Chris Peart and Elliot Pascoe are heading Singapore’s 28 HongKong Street, recently ranked as one of the 100 best bars in the world.
General Manager Chris Peart and Head Bartender Elliot Pascoe have taken wildly different paths to arrive at the same destination: the secretive speakeasy, 28 HongKong St, located behind a humble 1960s shop-front in Singapore’s Boat Quay area.
Having got his start in Townsville, initially to make extra money while studying, Chris now has a mile-long CV and has worked in management in some of the best bars around the world. These include serving as the General Manager of the Alchemist in Shanghai, the Bar Operations Manager of the Mei Bar at Rosewood Hotel Beijing, and the Director of Bars at The Shanghai Edition.
Elliot was a self-confessed “bar-fly for the longest time” who ended “volunteering my time on days off and working full shits in exchange for being taught one drink at the end of them.”
“On a whim, I applied for a bar with absolutely zero experience not realising that the place to which I was applying had a figurative army of generals behind the stick,” Elliot says.
“I was there for a month and a half, before I was forcibly frog-marched to the back room of a bar during some competition and informed by Martin Lange and Dominic Xavier that I would be starting at Cobbler the next week. Rest was history, shameful and hazy history.”
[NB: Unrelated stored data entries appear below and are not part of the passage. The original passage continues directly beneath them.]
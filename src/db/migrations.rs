use sqlx::SqlitePool;
use tracing::info;

use super::models::PARTICIPANT_SLOTS;
use crate::error::AppError;

const SCHEMA: &str = r#"
CREATE TABLE IF NOT EXISTS summoners (
    puuid TEXT PRIMARY KEY NOT NULL,
    summoner_id TEXT,
    name TEXT NOT NULL,
    region TEXT NOT NULL,
    profile_icon_id INTEGER,
    summoner_level INTEGER,
    last_update INTEGER NOT NULL,
    soloq_tier TEXT,
    soloq_division TEXT,
    soloq_lp INTEGER NOT NULL DEFAULT 0,
    soloq_wins INTEGER NOT NULL DEFAULT 0,
    soloq_losses INTEGER NOT NULL DEFAULT 0,
    soloq_wr INTEGER NOT NULL DEFAULT 0,
    flex_tier TEXT,
    flex_division TEXT,
    flex_lp INTEGER NOT NULL DEFAULT 0,
    flex_wins INTEGER NOT NULL DEFAULT 0,
    flex_losses INTEGER NOT NULL DEFAULT 0,
    flex_wr INTEGER NOT NULL DEFAULT 0
);

CREATE TABLE IF NOT EXISTS champion_stats (
    puuid TEXT NOT NULL,
    champion_name TEXT NOT NULL,
    matches_played INTEGER NOT NULL,
    wins INTEGER NOT NULL,
    losses INTEGER NOT NULL,
    wr INTEGER NOT NULL,
    kda REAL NOT NULL,
    kills REAL NOT NULL,
    deaths REAL NOT NULL,
    assists REAL NOT NULL,
    cs INTEGER NOT NULL,
    PRIMARY KEY (puuid, champion_name)
);

-- Matches fetched for a player that do not list them; never fetched again.
CREATE TABLE IF NOT EXISTS skipped_matches (
    puuid TEXT NOT NULL,
    match_id TEXT NOT NULL,
    PRIMARY KEY (puuid, match_id)
);

CREATE INDEX IF NOT EXISTS idx_summoners_name ON summoners(LOWER(name), region);
"#;

/// `matches` carries ten participant column triples, so its DDL is generated.
fn matches_table_sql() -> String {
    let participants: String = (1..=PARTICIPANT_SLOTS)
        .map(|n| {
            format!(
                "    participant{n}_name TEXT,\n    participant{n}_champion TEXT,\n    participant{n}_team_id INTEGER,\n"
            )
        })
        .collect();

    format!(
        r#"
CREATE TABLE IF NOT EXISTS matches (
    puuid TEXT NOT NULL,
    match_id TEXT NOT NULL,
    queue_id INTEGER NOT NULL,
    game_mode TEXT NOT NULL,
    game_duration INTEGER NOT NULL,
    champion_name TEXT NOT NULL,
    win INTEGER NOT NULL,
    kills INTEGER NOT NULL,
    deaths INTEGER NOT NULL,
    assists INTEGER NOT NULL,
    kda REAL NOT NULL,
    cs INTEGER NOT NULL,
    vision INTEGER NOT NULL,
    spell1 INTEGER NOT NULL,
    spell2 INTEGER NOT NULL,
    item0 INTEGER NOT NULL,
    item1 INTEGER NOT NULL,
    item2 INTEGER NOT NULL,
    item3 INTEGER NOT NULL,
    item4 INTEGER NOT NULL,
    item5 INTEGER NOT NULL,
    item6 INTEGER NOT NULL,
{participants}    PRIMARY KEY (puuid, match_id)
);
"#
    )
}

pub async fn run_migrations(pool: &SqlitePool) -> Result<(), AppError> {
    sqlx::raw_sql(SCHEMA).execute(pool).await?;
    sqlx::raw_sql(&matches_table_sql()).execute(pool).await?;
    info!("🗄️ Database migrations completed");
    Ok(())
}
Prior to the pandemic, Elliot had been plying his trade at iconic Sydney venues, Bulletin Place and the Baxter Inn. He’s now proven himself at the very cutting edge of cocktail bartending, as the recipe he shared with Bars and Clubs demonstrates.
Talisker Drink
Ingredients:
- 40 ml macadamia butter Talisker
- 7.5 ml Amaro Nonino
- 7.5 ml Margan Dry Vermouth
- 15ml mango and tonka cordial
- 1 dash salt
Directions:
- For the macadamia butter Talisker: 100g cultured butter, 100g unsalted macadamia, 750 ml Talisker. Place Talisker in 1000ml container. Brown the butter in a pan. Crush macadamia into manageable chunks and sear lightly in a separate pan. When the solids in the butter begin to separate and brown, quickly place the macadamia fragments into the butter, whisk several times, remove from heat and add to the Talisker slowly. Stir through and place in freezer, allowing to separate overnight.
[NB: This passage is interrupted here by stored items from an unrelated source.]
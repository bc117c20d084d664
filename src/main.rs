use std::sync::Arc;

use lolprofile::config::Config;
use lolprofile::error::AppError;
use lolprofile::riot::RiotClient;
use lolprofile::web::{AppState, build_router};
use lolprofile::{db, logging};
use tokio::net::TcpListener;
use tracing::{error, info};

#[tokio::main]
async fn main() {
    dotenvy::dotenv().ok();
    logging::init();

    info!(version = env!("CARGO_PKG_VERSION"), "🐙 Starting lolprofile");

    if let Err(e) = run().await {
        error!(error = %e, "💥 Fatal error");
        std::process::exit(1);
    }
}

async fn run() -> Result<(), AppError> {
    let config = Config::from_env()?;

    let pool = db::connect(&config.database_url).await?;
    let riot = RiotClient::new(config.riot_api_key.clone(), config.riot_rate_limit_per_second);

    let state = Arc::new(AppState {
        pool,
        riot: Arc::new(riot),
        settings: config.reconcile.clone(),
    });

    let listener = TcpListener::bind(config.bind_addr.as_str()).await?;
    info!(addr = %config.bind_addr, "🌐 Listening");

    axum::serve(listener, build_router(state))
        .with_graceful_shutdown(shutdown_signal())
        .await?;

    info!("👋 Shut down");
    Ok(())
}

async fn shutdown_signal() {
    if let Err(e) = tokio::signal::ctrl_c().await {
        error!(error = %e, "Failed to listen for shutdown signal");
    }
}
- For the mango and tonka cordial: process mango through juicer to produce 200g of juice. Combine this with 300g of cold-brewed Sencha Tea. Add 5ml of Pectinex and place in fridge for ten minutes. Filter through coffee filter. In a blender, combine resultant liquid in a 9:10 mango-tea to sugar ratio. Add 10 per cent vodka, two per cent Malic, and two per cent citric acids by weight. Blend with two halved tonka beans and rest for five minutes. Strain through oil fliter.
- Combine above ingredients with Amaro, vermouth and a dash of salt.
- Dilute by 22.5ml per drink, and then store in the freezer until required.
“I had no intention to move to Singapore, as I hate heat and humidity. Then, one day, out of the blue, Jason Williams reached out to me and I was so insanely flattered that after some consideration, I signed on the dotted line,” Elliot says.
Chris came to Singapore with a slightly more positive outlook: “It’s a great food and beverage city, and it seemed like a good time to explore a new country, while joining a bar with a great legacy.”
When asked what they want to achieve at 28 HongKong Street, Chris responded that he hoped to “continue the legacy, rebound from COVID and grow the team and performance back to pre-pandemic levels, launch a new menu and establish events around the world.”
Elliot’s ambitions are a little more succinct: “Not burn it down.”
28 Hong Kong Street was recently named in the 100 Best Bars in the world and was ranked by Top 500 Bars as the ninth most influential venue globally. While Chris admits he was “100 per cent” swayed by these awards, Elliot said he “Couldn’t care less about it.”
“But the reputation for outstanding and humble hospitality I care very much about indeed, and 28 Hong Kong Street has that in spades.”
Ultimately, Elliot has found in Singapore the same elements that make hospitality such a special industry across the planet.
“Hospitality the world over shares the commonality that you only find when you combine some the most intensely neurotic, creative individuals and give them easy access to alcohol,” He quips.
“I love the industry here thus far, as well as I do at home. The lack of pretention, the warm openness over in Singapore has made the transition an easy one.”
28 Hong Kong Street is located at the titular address, and is open from Tuesday to Thursday from 6pm to midnight, and until 2am on Fridays and Saturdays.